Up to 90% of men with treatment-resistant prostate cancer develop metastases in their bones, from which most of these men will die.
The research, led by scientists at Peter MacCallum Cancer Centre in collaboration with Garvan Institute of Medical Research, LaTrobe University and the University of Melbourne, found that reprogramming cancer cells to re-express a protein that made them visible to immune cells could block the growth of cancers in bone and establish immune memory should the cancer ever return.
While some treatments enhance quality of life and delay the onset of skeletal symptoms in men with bone metastases, they have failed to increase survival.
"The key to this approach is to increase immune cell recognition of prostate cancer cells in bone and, importantly, arm the immune system to recognise these cancer cells should they come out of hiding and re-emerge in the future," said Peter Mac's A/Prof Belinda Parker, who is the senior author on the study.
"It is estimated that in over half of men diagnosed with prostate cancer, cancer cells can be found silently residing in their bones in a sleep-like state known as dormancy.

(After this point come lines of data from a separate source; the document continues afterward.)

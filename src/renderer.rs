//! OpenGL map renderer.
//!
//! Geometry is uploaded once into [`GeometryBuffers`]. Each frame draws the
//! filled faces with per-vertex colors fetched from the color table, then the
//! edges in a flat color on top of them.

use crate::camera::{ViewMatrices, ViewportSize};
use crate::constants::{
    BACKGROUND_COLOR, COLOR_TABLE_BINDING, COLOR_TABLE_CAPACITY, COLOR_TABLE_ENTRY_SIZE, EDGE_COLOR,
    VERTEX_COLOR_INDEX_OFFSET, VERTEX_POSITION_OFFSET, VERTEX_STRIDE,
};
use crate::geometry::MapGeometry;
use crate::matrix;
use glow::*;
use std::sync::Arc;
use thiserror::Error;

const VERTEX_SHADER_SRC: &str = r#"#version 330 core
layout (location = 0) in vec2 aPosition;
layout (location = 1) in uint aColorTableIndex;

uniform mat3 uMapToView;
uniform mat3 uViewToClip;
uniform bool uColorFetch;
uniform vec4 uEdgeColor;

layout (std140) uniform uColorTableBlock {
    vec4 uColorTable[3026];
};

out vec4 vColor;

void main() {
    if (uColorFetch) {
        vColor = uColorTable[aColorTableIndex];
    } else {
        vColor = uEdgeColor;
    }
    vec3 clip = uViewToClip * uMapToView * vec3(aPosition, 1.0);
    gl_Position = vec4(clip.xy, 0.0, 1.0);
}
"#;

const FRAGMENT_SHADER_SRC: &str = r#"#version 330 core
in vec4 vColor;
out vec4 FragColor;

void main() {
    FragColor = vColor;
}
"#;

const COLOR_TABLE_BLOCK: &str = "uColorTableBlock";

#[derive(Debug, Error)]
pub enum RenderError {
    #[error("failed to create {what}: {message}")]
    Create { what: &'static str, message: String },
    #[error("shader compilation failed: {0}")]
    Compile(String),
    #[error("shader program link failed: {0}")]
    Link(String),
    #[error("uniform `{0}` not found in shader program")]
    MissingUniform(&'static str),
    #[error("uniform blocks are limited to {available} bytes, the color table needs {required}")]
    UniformBlockTooSmall { available: i32, required: usize },
}

/// Visual settings fixed at startup.
#[derive(Debug, Clone, Copy, PartialEq)]
pub struct RenderStyle {
    pub background: [f32; 4],
    pub edge_color: [f32; 4],
}

impl Default for RenderStyle {
    fn default() -> Self {
        Self {
            background: BACKGROUND_COLOR,
            edge_color: EDGE_COLOR,
        }
    }
}

/// GPU-resident map data. Created once, never modified.
pub struct GeometryBuffers {
    vao: VertexArray,
    #[allow(dead_code)] // Referenced through the VAO
    vertex_buffer: Buffer,
    face_buffer: Buffer,
    face_index_count: i32,
    edge_buffer: Buffer,
    edge_index_count: i32,
    color_table_buffer: Buffer,
}

impl GeometryBuffers {
    pub fn upload(gl: &glow::Context, geometry: &MapGeometry) -> Result<Self, RenderError> {
        puffin::profile_function!();

        unsafe {
            let vao = gl
                .create_vertex_array()
                .map_err(|message| RenderError::Create { what: "VAO", message })?;
            gl.bind_vertex_array(Some(vao));

            let vertex_buffer = create_buffer(gl, "vertex buffer")?;
            gl.bind_buffer(ARRAY_BUFFER, Some(vertex_buffer));
            gl.buffer_data_u8_slice(
                ARRAY_BUFFER,
                bytemuck::cast_slice(&geometry.vertices),
                STATIC_DRAW,
            );

            // Position (2 floats)
            gl.enable_vertex_attrib_array(0);
            gl.vertex_attrib_pointer_f32(0, 2, FLOAT, false, VERTEX_STRIDE, VERTEX_POSITION_OFFSET);

            // Color table index (1 unsigned short, integer attribute)
            gl.enable_vertex_attrib_array(1);
            gl.vertex_attrib_pointer_i32(
                1,
                1,
                UNSIGNED_SHORT,
                VERTEX_STRIDE,
                VERTEX_COLOR_INDEX_OFFSET,
            );

            gl.bind_vertex_array(None);

            let face_buffer = upload_indices(gl, "face buffer", &geometry.faces)?;
            let edge_buffer = upload_indices(gl, "edge buffer", &geometry.edges)?;

            let color_table_buffer = create_buffer(gl, "color table buffer")?;
            gl.bind_buffer(UNIFORM_BUFFER, Some(color_table_buffer));
            gl.buffer_data_u8_slice(
                UNIFORM_BUFFER,
                bytemuck::cast_slice(&geometry.padded_color_table()),
                DYNAMIC_DRAW,
            );

            gl.bind_buffer(ARRAY_BUFFER, None);
            gl.bind_buffer(UNIFORM_BUFFER, None);

            Ok(Self {
                vao,
                vertex_buffer,
                face_buffer,
                face_index_count: geometry.faces.len() as i32,
                edge_buffer,
                edge_index_count: geometry.edges.len() as i32,
                color_table_buffer,
            })
        }
    }

    pub fn face_index_count(&self) -> i32 {
        self.face_index_count
    }

    pub fn edge_index_count(&self) -> i32 {
        self.edge_index_count
    }
}

pub struct Renderer {
    gl: Arc<glow::Context>,
    program: Program,
    map_to_view_loc: UniformLocation,
    view_to_clip_loc: UniformLocation,
    color_fetch_loc: UniformLocation,
    edge_color_loc: UniformLocation,
    style: RenderStyle,
}

impl Renderer {
    pub fn new(gl: Arc<glow::Context>, style: RenderStyle) -> Result<Self, RenderError> {
        unsafe {
            let required = COLOR_TABLE_CAPACITY * COLOR_TABLE_ENTRY_SIZE;
            let available = gl.get_parameter_i32(MAX_UNIFORM_BLOCK_SIZE);
            if (available as usize) < required {
                return Err(RenderError::UniformBlockTooSmall {
                    available,
                    required,
                });
            }

            let program = compile_program(&gl, VERTEX_SHADER_SRC, FRAGMENT_SHADER_SRC)?;

            let block = gl
                .get_uniform_block_index(program, COLOR_TABLE_BLOCK)
                .ok_or(RenderError::MissingUniform(COLOR_TABLE_BLOCK))?;
            gl.uniform_block_binding(program, block, COLOR_TABLE_BINDING);

            let uniform = |name: &'static str| {
                gl.get_uniform_location(program, name)
                    .ok_or(RenderError::MissingUniform(name))
            };
            let map_to_view_loc = uniform("uMapToView")?;
            let view_to_clip_loc = uniform("uViewToClip")?;
            let color_fetch_loc = uniform("uColorFetch")?;
            let edge_color_loc = uniform("uEdgeColor")?;

            Ok(Self {
                gl,
                program,
                map_to_view_loc,
                view_to_clip_loc,
                color_fetch_loc,
                edge_color_loc,
                style,
            })
        }
    }

    /// Draws one frame: faces first, then edges over them.
    pub fn render(&self, buffers: &GeometryBuffers, matrices: &ViewMatrices, viewport: ViewportSize) {
        puffin::profile_function!();

        let gl = &self.gl;
        let [r, g, b, a] = self.style.background;
        let [er, eg, eb, ea] = self.style.edge_color;

        unsafe {
            gl.viewport(0, 0, viewport.width as i32, viewport.height as i32);
            gl.clear_color(r, g, b, a);
            gl.clear(COLOR_BUFFER_BIT);

            gl.use_program(Some(self.program));
            gl.uniform_matrix_3_f32_slice(
                Some(&self.map_to_view_loc),
                false,
                &matrix::to_gl(&matrices.map_to_view),
            );
            gl.uniform_matrix_3_f32_slice(
                Some(&self.view_to_clip_loc),
                false,
                &matrix::to_gl(&matrices.view_to_clip),
            );
            gl.uniform_4_f32(Some(&self.edge_color_loc), er, eg, eb, ea);
            gl.bind_buffer_base(UNIFORM_BUFFER, COLOR_TABLE_BINDING, Some(buffers.color_table_buffer));

            gl.bind_vertex_array(Some(buffers.vao));

            {
                puffin::profile_scope!("draw_faces");
                gl.uniform_1_i32(Some(&self.color_fetch_loc), 1);
                gl.bind_buffer(ELEMENT_ARRAY_BUFFER, Some(buffers.face_buffer));
                if buffers.face_index_count > 0 {
                    gl.draw_elements(TRIANGLES, buffers.face_index_count, UNSIGNED_INT, 0);
                }
            }
            {
                puffin::profile_scope!("draw_edges");
                gl.uniform_1_i32(Some(&self.color_fetch_loc), 0);
                gl.bind_buffer(ELEMENT_ARRAY_BUFFER, Some(buffers.edge_buffer));
                if buffers.edge_index_count > 0 {
                    gl.draw_elements(LINES, buffers.edge_index_count, UNSIGNED_INT, 0);
                }
            }

            gl.bind_buffer(ELEMENT_ARRAY_BUFFER, None);
            gl.bind_vertex_array(None);
            gl.use_program(None);
            gl.flush();
        }
    }
}

unsafe fn create_buffer(gl: &glow::Context, what: &'static str) -> Result<Buffer, RenderError> {
    gl.create_buffer()
        .map_err(|message| RenderError::Create { what, message })
}

/// Element array bindings are VAO state and core profiles have no default
/// VAO, so index data goes through a target that is not tied to one.
const INDEX_UPLOAD_TARGET: u32 = COPY_WRITE_BUFFER;

unsafe fn upload_indices(gl: &glow::Context, what: &'static str, indices: &[u32]) -> Result<Buffer, RenderError> {
    let buffer = create_buffer(gl, what)?;
    gl.bind_buffer(INDEX_UPLOAD_TARGET, Some(buffer));
    gl.buffer_data_u8_slice(INDEX_UPLOAD_TARGET, bytemuck::cast_slice(indices), STATIC_DRAW);
    gl.bind_buffer(INDEX_UPLOAD_TARGET, None);
    Ok(buffer)
}

unsafe fn compile_shader(gl: &glow::Context, kind: u32, source: &str) -> Result<Shader, RenderError> {
    let shader = gl
        .create_shader(kind)
        .map_err(|message| RenderError::Create { what: "shader", message })?;
    gl.shader_source(shader, source);
    gl.compile_shader(shader);
    if !gl.get_shader_compile_status(shader) {
        let log = gl.get_shader_info_log(shader);
        gl.delete_shader(shader);
        return Err(RenderError::Compile(log));
    }
    Ok(shader)
}

unsafe fn compile_program(
    gl: &glow::Context,
    vertex_src: &str,
    fragment_src: &str,
) -> Result<Program, RenderError> {
    let vertex_shader = compile_shader(gl, VERTEX_SHADER, vertex_src)?;
    let fragment_shader = compile_shader(gl, FRAGMENT_SHADER, fragment_src)?;

    let program = gl
        .create_program()
        .map_err(|message| RenderError::Create { what: "program", message })?;
    gl.attach_shader(program, vertex_shader);
    gl.attach_shader(program, fragment_shader);
    gl.link_program(program);

    gl.delete_shader(vertex_shader);
    gl.delete_shader(fragment_shader);

    if !gl.get_program_link_status(program) {
        return Err(RenderError::Link(gl.get_program_info_log(program)));
    }
    Ok(program)
}

#[cfg(test)]
mod tests {
    use super::*;

    #[test]
    fn test_shader_color_table_matches_capacity() {
        let declaration = format!("vec4 uColorTable[{}];", COLOR_TABLE_CAPACITY);
        assert!(VERTEX_SHADER_SRC.contains(&declaration));
        assert!(VERTEX_SHADER_SRC.contains(COLOR_TABLE_BLOCK));
    }

    #[test]
    fn test_index_upload_target_is_not_vao_state() {
        assert_eq!(INDEX_UPLOAD_TARGET, COPY_WRITE_BUFFER);
        assert_ne!(INDEX_UPLOAD_TARGET, ELEMENT_ARRAY_BUFFER);
    }

    #[test]
    fn test_default_style() {
        let style = RenderStyle::default();
        assert_eq!(style.background, [0.8, 0.9, 1.0, 1.0]);
        assert_eq!(style.edge_color, [0.0, 0.0, 0.0, 1.0]);
    }
}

"Dormancy, in which tumour cell division is restricted for up to 20 years from initial local diagnosis, could help to explain the delay in the development of overt bone metastases observed in some men with prostate cancer. Yet, how and why some dormant prostate cancers cells wake up to trigger cancer growth within bones is poorly understood."
Using state-of-the-art single cell sequencing technology at the Garvan Institute, the researchers discovered that the processes allowing dormant cancer cells to awaken and grow also made them invisible to the immune system.

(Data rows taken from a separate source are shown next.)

//! Names of the baked map assets inside the data directory.

pub const DEFAULT_DATA_DIR: &str = "data";

pub const VERTEX_POSITION_FILE: &str = "map_vertex_position.dat";
pub const VERTEX_COLOR_INDEX_FILE: &str = "map_vertex_color_index.dat";
pub const FACE_FILE: &str = "map_face.dat";
pub const EDGE_FILE: &str = "map_edge.dat";
pub const COLOR_TABLE_FILE: &str = "map_color_table.dat";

'By looking at the differences between dormant and dividing cancer cells isolated from the bones of mice with prostate cancer, we discovered that, as prostate cancer cells awaken, they switch off their production of an important immune-stimulating pathway - namely the type I interferon (IFN) pathway,' explains Dr Katie Owen from Peter Mac, who led the study.
'It is a double-whammy - not only do the cancers start growing again but their lack of IFN production means that the cancer cells are simply not seen by immune cells,' she said.
The researchers were able to confirm that actively growing bone metastases in men with prostate cancer also had reduced IFN production and were prompted to look for ways to reactivate IFN production in the actively dividing cancers.
"We were particularly interested in a class of drug called HDAC inhibitors as we know that they can modulate the expression of a number of genes inside cancer cells, and some are already approved for use in humans for treating some blood cancers."
When researchers treated mice bearing metastatic prostate cancer cells with a selective HDAC inhibitor, Entinostat, they found that they could achieve re-expression of IFN inside the cancer cells, decrease the outgrowth of bone metastases, and extend survival.
Significantly, the treatment also triggered the activation of specific tumour-killing T immune cells and, when combined with an immune-activator, they were able to completely eliminate bone metastasis. The combination also reduced the activity of certain cells within the bone that can cause bone breakdown.
Future research will confirm whether use of agents that turn on IFN signalling in prostate cancer cells, including HDAC inhibitors, can be harnessed to offer new therapeutic opportunities in men with no current treatment options to combat bone metastasis through immune signalling restoration at the tumour cell level.'
The research was published in the journal EMBO Reports.